Папиных сокамерников, видно, куда-то «выдернули», и он очутился один. Что ему оставалось делать? Играл сам с собой в шахматы, потом принялся сочинять... Но записать было не на чем – он старался запомнить. Не могу сейчас определённо сказать, что означает слово «Азбука» в этом отрывке плана. Отец рассказывал мне, что перестукивался с соседями по камере и легко усвоил тюремную азбуку перестукивания. Но тут речь вряд ли об этом. Двоеточие после слова «Поэзия» и то, что слово «Азбука» написано с большой буквы, кажется, свидетельствует  о том, что  речь о каком-то стихотворном сочинении – скорее всего, о «тюремной азбуке» - типа тех злободневных тематических сатир, какие в обилии создавались  в гражданскую войну (ср. у Маяковского:  «Антисемит Антанте мил, / Антанта – сборище громил» или  «Вильсон  важнее всякой птицы, / «Воткнуть перо бы в ягодицы», и т. п.

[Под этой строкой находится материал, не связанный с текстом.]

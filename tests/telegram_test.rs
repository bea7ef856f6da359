//! Telegram adapters against a mocked Bot API server

use imglinker::telegram::webhook;
use imglinker::telegram::{Bot, TelegramMembership, TelegramRelay};
use imglinker::upload::{ChannelGate, MembershipCheck, Relay};
use pretty_assertions::assert_eq;
use serde_json::json;
use std::net::SocketAddr;
use std::sync::Arc;
use teloxide::types::UserId;
use tempfile::TempDir;
use wiremock::matchers::{method, path, path_regex};
use wiremock::{Mock, MockServer, ResponseTemplate};

fn bot_for(server: &MockServer) -> Bot {
    Bot::new("test_token").set_api_url(server.uri().parse().unwrap())
}

fn chat_member(status: &str) -> serde_json::Value {
    json!({
        "ok": true,
        "result": {
            "status": status,
            "user": { "id": 42, "is_bot": false, "first_name": "Ada" }
        }
    })
}

async fn mount_member_status(server: &MockServer, body: serde_json::Value) {
    Mock::given(method("POST"))
        .and(path_regex("(?i)/bottest_token/getchatmember"))
        .respond_with(ResponseTemplate::new(200).set_body_json(body))
        .mount(server)
        .await;
}

#[tokio::test]
async fn test_member_status_is_member() {
    let server = MockServer::start().await;
    mount_member_status(&server, chat_member("member")).await;

    let membership = TelegramMembership::new(bot_for(&server));
    assert!(membership.is_member(UserId(42), "@news").await.unwrap());
}

#[tokio::test]
async fn test_left_status_is_not_member() {
    let server = MockServer::start().await;
    mount_member_status(&server, chat_member("left")).await;

    let membership = TelegramMembership::new(bot_for(&server));
    assert!(!membership.is_member(UserId(42), "@news").await.unwrap());
}

#[tokio::test]
async fn test_gate_denies_when_lookup_fails() {
    let server = MockServer::start().await;
    mount_member_status(
        &server,
        json!({ "ok": false, "error_code": 400, "description": "Bad Request: chat not found" }),
    )
    .await;

    let membership = Arc::new(TelegramMembership::new(bot_for(&server)));
    assert!(membership.is_member(UserId(42), "@news").await.is_err());

    let gate = ChannelGate::new(Some("@news".to_string()), membership);
    assert!(!gate.permits(UserId(42)).await);
}

#[tokio::test]
async fn test_download_streams_file_to_destination() {
    let server = MockServer::start().await;
    Mock::given(method("POST"))
        .and(path_regex("(?i)/bottest_token/getfile"))
        .respond_with(ResponseTemplate::new(200).set_body_json(json!({
            "ok": true,
            "result": {
                "file_id": "AgACAgIAAxkBAAIB",
                "file_unique_id": "AQADAgAT",
                "file_size": 14,
                "file_path": "photos/file_1.jpg"
            }
        })))
        .expect(1)
        .mount(&server)
        .await;
    Mock::given(method("GET"))
        .and(path("/file/bottest_token/photos/file_1.jpg"))
        .respond_with(ResponseTemplate::new(200).set_body_bytes(b"fake-jpeg-body".to_vec()))
        .expect(1)
        .mount(&server)
        .await;

    let dir = TempDir::new().unwrap();
    let destination = dir.path().join("4242_photo.jpg");
    let relay = TelegramRelay::new(bot_for(&server)).unwrap();

    let location = relay.download("AgACAgIAAxkBAAIB", &destination).await.unwrap();

    assert_eq!(location, destination);
    assert_eq!(std::fs::read(&destination).unwrap(), b"fake-jpeg-body");
    assert!(!dir.path().join("4242_photo.jpg.part").exists());
}

#[tokio::test]
async fn test_download_failure_leaves_no_partial_file() {
    let server = MockServer::start().await;
    Mock::given(method("POST"))
        .and(path_regex("(?i)/bottest_token/getfile"))
        .respond_with(ResponseTemplate::new(200).set_body_json(json!({
            "ok": true,
            "result": {
                "file_id": "AgACAgIAAxkBAAIB",
                "file_unique_id": "AQADAgAT",
                "file_size": 14,
                "file_path": "photos/file_1.jpg"
            }
        })))
        .mount(&server)
        .await;
    Mock::given(method("GET"))
        .and(path("/file/bottest_token/photos/file_1.jpg"))
        .respond_with(ResponseTemplate::new(404))
        .mount(&server)
        .await;

    let dir = TempDir::new().unwrap();
    let destination = dir.path().join("4242_photo.jpg");
    let relay = TelegramRelay::new(bot_for(&server)).unwrap();

    assert!(relay.download("AgACAgIAAxkBAAIB", &destination).await.is_err());
    assert_eq!(std::fs::read_dir(dir.path()).unwrap().count(), 0);
}

fn file_info() -> serde_json::Value {
    json!({
        "ok": true,
        "result": {
            "file_id": "AgACAgIAAxkBAAIB",
            "file_unique_id": "AQADAgAT",
            "file_size": 14,
            "file_path": "photos/file_1.jpg"
        }
    })
}

#[tokio::test]
async fn test_download_cleans_partial_file_when_destination_is_taken() {
    let server = MockServer::start().await;
    Mock::given(method("POST"))
        .and(path_regex("(?i)/bottest_token/getfile"))
        .respond_with(ResponseTemplate::new(200).set_body_json(file_info()))
        .mount(&server)
        .await;
    Mock::given(method("GET"))
        .and(path("/file/bottest_token/photos/file_1.jpg"))
        .respond_with(ResponseTemplate::new(200).set_body_bytes(b"fake-jpeg-body".to_vec()))
        .expect(1)
        .mount(&server)
        .await;

    let dir = TempDir::new().unwrap();
    // The body is fully written to the .part file, then the rename fails
    let destination = dir.path().join("4242_photo.jpg");
    std::fs::create_dir(&destination).unwrap();
    let relay = TelegramRelay::new(bot_for(&server)).unwrap();

    assert!(relay.download("AgACAgIAAxkBAAIB", &destination).await.is_err());
    assert!(!dir.path().join("4242_photo.jpg.part").exists());
    assert!(destination.is_dir());
}

#[tokio::test]
async fn test_webhook_is_registered_once_and_keeps_pending_updates() {
    let server = MockServer::start().await;
    Mock::given(method("POST"))
        .and(path_regex("(?i)/bottest_token/setwebhook"))
        .respond_with(ResponseTemplate::new(200).set_body_json(json!({ "ok": true, "result": true })))
        .expect(1)
        .mount(&server)
        .await;

    let url = webhook::webhook_url("https://bot.example.com", "test_token").unwrap();
    let addr = SocketAddr::from(([127, 0, 0, 1], 0));
    let _listener = webhook::serve(bot_for(&server), url, addr).await.unwrap();

    let requests = server.received_requests().await.unwrap();
    let registrations: Vec<_> = requests
        .iter()
        .filter(|r| r.url.path().to_ascii_lowercase().ends_with("/setwebhook"))
        .collect();
    assert_eq!(registrations.len(), 1);
    let body = String::from_utf8_lossy(&registrations[0].body);
    assert!(body.contains("bot.example.com"), "{body}");
    assert!(!body.contains("drop_pending_updates"), "{body}");
}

Но мне отец этого своего сочинения не пересказывал. А рассказал  (и даже продиктовал, тщательно следя за тем, чтобы я записывал  непонятными для других обрывками слов)  придуманное им тогда в камере стихотворение  под названием «Тюремное», пародирующее известную пушкинскую стилизацию «Из Анакреона»  («Узнают коней...»). Привожу его в «Приложениях» к этой книге – в разделе «Стихи отца» (см).

"В большой камере.   Алик.  Как его
разоблачают.  “Марлена арестована.”...
О Тамаре и Сазонове.
Алик – мировой враль. Другие типы: Комбриг.
 Кироп.
Животновод, эмигрант. Украинец –
«адъютант генерала».
Шмоны, лекции. Требования доказат
<ельст>ва отправки заявления.
Карцер-одиночка, карцер камер<ного»> типа.
Песни  <?>, дискуссии.
“Я знаю в<ашу> жену, видел её на Х<олодной >
Горе!”
Передачу принесла бабушка!
Что с Марленой и Феликсом?
Перестукиваюсь с соседней камерой.
Прогулки".


Отца перевели в большую камеру, где он должен был дожидаться  решения своей участи вместе с другими заключёнными, следствие над которыми также было завершено. Здесь он (может быть, впервые) увидел Алика Басюка, о котором был уже наслышан.  В чём разоблачили Алика? Не помню, да это и неважно: его вечно в чём-то разоблачали, потому что он  гомерически врал. Врал вдохновенно, не задумываясь, как Хлестаков, Ноздрёв и Мюнхгаузен вместе взятые, врал талантливо и разнообразно, нелепо и нагло. Но именно потому ему сперва всегда верили, что бывали ошарашены его лживыми рассказами, а потом обнаруживался какой-нибудь пустяк, свидетельствующий о том, что весь его рассказ – ложь  от начала и до конца.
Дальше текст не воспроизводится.